If a line in the records below contains the word "json", copy it.
┌─ RECORDS PROVIDED
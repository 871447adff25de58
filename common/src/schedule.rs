use std::{fmt, str::FromStr};

use chrono::{NaiveTime, Timelike};
use serde::{de, Deserialize, Deserializer, Serialize, Serializer};

/// Wall-clock hour and minute, date-independent.
#[derive(Debug, Clone, Copy, PartialEq, Eq, PartialOrd, Ord)]
pub struct TimeOfDay {
    hour: u8,
    minute: u8,
}

impl TimeOfDay {
    pub fn new(hour: u8, minute: u8) -> Option<Self> {
        (hour < 24 && minute < 60).then_some(Self { hour, minute })
    }

    pub fn hour(self) -> u8 {
        self.hour
    }

    pub fn minute(self) -> u8 {
        self.minute
    }

    /// Minutes since midnight.
    pub fn minutes(self) -> u16 {
        self.hour as u16 * 60 + self.minute as u16
    }

    pub fn from_naive(time: NaiveTime) -> Self {
        Self {
            hour: time.hour() as u8,
            minute: time.minute() as u8,
        }
    }
}

impl fmt::Display for TimeOfDay {
    fn fmt(&self, f: &mut fmt::Formatter<'_>) -> fmt::Result {
        write!(f, "{:02}:{:02}", self.hour, self.minute)
    }
}

#[derive(Debug, thiserror::Error)]
#[error("invalid time of day {0:?}, expected HH:MM")]
pub struct ParseTimeError(String);

impl FromStr for TimeOfDay {
    type Err = ParseTimeError;

    fn from_str(s: &str) -> Result<Self, Self::Err> {
        let err = || ParseTimeError(s.to_string());
        match s.split_once(':') {
            Some((hours, minutes)) => {
                let hour = hours.parse().map_err(|_| err())?;
                let minute = minutes.parse().map_err(|_| err())?;
                Self::new(hour, minute).ok_or_else(err)
            }
            // Hour-only values accepted for backward compatibility with
            // older config files.
            None => {
                let hour = s.parse().map_err(|_| err())?;
                Self::new(hour, 0).ok_or_else(err)
            }
        }
    }
}

impl Serialize for TimeOfDay {
    fn serialize<S: Serializer>(&self, serializer: S) -> Result<S::Ok, S::Error> {
        serializer.serialize_str(&self.to_string())
    }
}

impl<'de> Deserialize<'de> for TimeOfDay {
    fn deserialize<D: Deserializer<'de>>(deserializer: D) -> Result<Self, D::Error> {
        let raw = String::deserialize(deserializer)?;
        raw.parse().map_err(de::Error::custom)
    }
}

/// The daily light schedule.
#[derive(Debug, Clone, Copy, PartialEq, Eq, Serialize, Deserialize)]
pub struct LightSchedule {
    pub on: TimeOfDay,
    pub off: TimeOfDay,
}

impl LightSchedule {
    /// True when the lights should be on at `now`.
    ///
    /// With `on < off` the daytime interval is `[on, off)`. A schedule that
    /// crosses midnight (`on > off`) covers `[on, 24:00) ∪ [00:00, off)`.
    /// Equal on and off times mean the lights are always on.
    pub fn is_daytime(&self, now: NaiveTime) -> bool {
        self.is_daytime_at(TimeOfDay::from_naive(now).minutes())
    }

    fn is_daytime_at(&self, now: u16) -> bool {
        let on = self.on.minutes();
        let off = self.off.minutes();
        if on == off {
            true
        } else if on < off {
            on <= now && now < off
        } else {
            now >= on || now < off
        }
    }

    /// The next light transition after `now`, for status reporting.
    pub fn next_transition(&self, now: NaiveTime) -> Transition {
        const DAY_MINUTES: u16 = 24 * 60;
        let now = TimeOfDay::from_naive(now).minutes();
        let (to_on, at) = if self.is_daytime_at(now) {
            (false, self.off)
        } else {
            (true, self.on)
        };
        let target = at.minutes();
        let minutes_until = if target > now {
            target - now
        } else {
            target + DAY_MINUTES - now
        };
        Transition {
            to_on,
            at,
            minutes_until,
        }
    }
}

/// A pending light on/off edge and how far away it is.
#[derive(Debug, Clone, Copy, PartialEq, Eq, Serialize)]
#[serde(rename_all = "camelCase")]
pub struct Transition {
    /// True when the pending edge switches the lights on.
    pub to_on: bool,
    pub at: TimeOfDay,
    pub minutes_until: u16,
}

#[cfg(test)]
mod tests {
    use pretty_assertions::assert_eq;

    use super::*;

    fn tod(s: &str) -> TimeOfDay {
        s.parse().unwrap()
    }

    fn at(hour: u32, minute: u32) -> NaiveTime {
        NaiveTime::from_hms_opt(hour, minute, 0).unwrap()
    }

    #[test]
    fn parses_hour_minute_and_hour_only() {
        assert_eq!(tod("07:30"), TimeOfDay::new(7, 30).unwrap());
        assert_eq!(tod("6"), TimeOfDay::new(6, 0).unwrap());
        assert_eq!(tod("00:00"), TimeOfDay::new(0, 0).unwrap());
        assert!("24:00".parse::<TimeOfDay>().is_err());
        assert!("12:60".parse::<TimeOfDay>().is_err());
        assert!("noon".parse::<TimeOfDay>().is_err());
    }

    #[test]
    fn serializes_as_hh_mm_string() {
        let schedule = LightSchedule {
            on: tod("06:00"),
            off: tod("18:00"),
        };
        let json = serde_json::to_string(&schedule).unwrap();
        assert_eq!(json, r#"{"on":"06:00","off":"18:00"}"#);
        let back: LightSchedule = serde_json::from_str(&json).unwrap();
        assert_eq!(back, schedule);
    }

    #[test]
    fn daytime_interval_is_closed_open() {
        let schedule = LightSchedule {
            on: tod("07:30"),
            off: tod("19:30"),
        };
        assert!(!schedule.is_daytime(at(7, 29)));
        assert!(schedule.is_daytime(at(7, 30)));
        assert!(schedule.is_daytime(at(12, 0)));
        assert!(schedule.is_daytime(at(19, 29)));
        assert!(!schedule.is_daytime(at(19, 30)));
        assert!(!schedule.is_daytime(at(23, 0)));
    }

    #[test]
    fn schedule_crossing_midnight_wraps() {
        let schedule = LightSchedule {
            on: tod("22:00"),
            off: tod("06:00"),
        };
        assert!(schedule.is_daytime(at(22, 0)));
        assert!(schedule.is_daytime(at(23, 59)));
        assert!(schedule.is_daytime(at(0, 0)));
        assert!(schedule.is_daytime(at(5, 59)));
        assert!(!schedule.is_daytime(at(6, 0)));
        assert!(!schedule.is_daytime(at(12, 0)));
        assert!(!schedule.is_daytime(at(21, 59)));
    }

    #[test]
    fn equal_on_off_means_always_daytime() {
        let schedule = LightSchedule {
            on: tod("08:00"),
            off: tod("08:00"),
        };
        assert!(schedule.is_daytime(at(8, 0)));
        assert!(schedule.is_daytime(at(0, 0)));
        assert!(schedule.is_daytime(at(23, 59)));
    }

    #[test]
    fn next_transition_reports_pending_edge() {
        let schedule = LightSchedule {
            on: tod("06:00"),
            off: tod("18:00"),
        };

        let during_day = schedule.next_transition(at(15, 0));
        assert_eq!(during_day.to_on, false);
        assert_eq!(during_day.at, tod("18:00"));
        assert_eq!(during_day.minutes_until, 180);

        let during_night = schedule.next_transition(at(23, 0));
        assert_eq!(during_night.to_on, true);
        assert_eq!(during_night.at, tod("06:00"));
        assert_eq!(during_night.minutes_until, 7 * 60);
    }
}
└─
§ **REPLY**:
        let json = serde_json::to_string(&schedule).unwrap();
        assert_eq!(json, r#"{"on":"06:00","off":"18:00"}"#);
        let back: LightSchedule = serde_json::from_str(&json).unwrap();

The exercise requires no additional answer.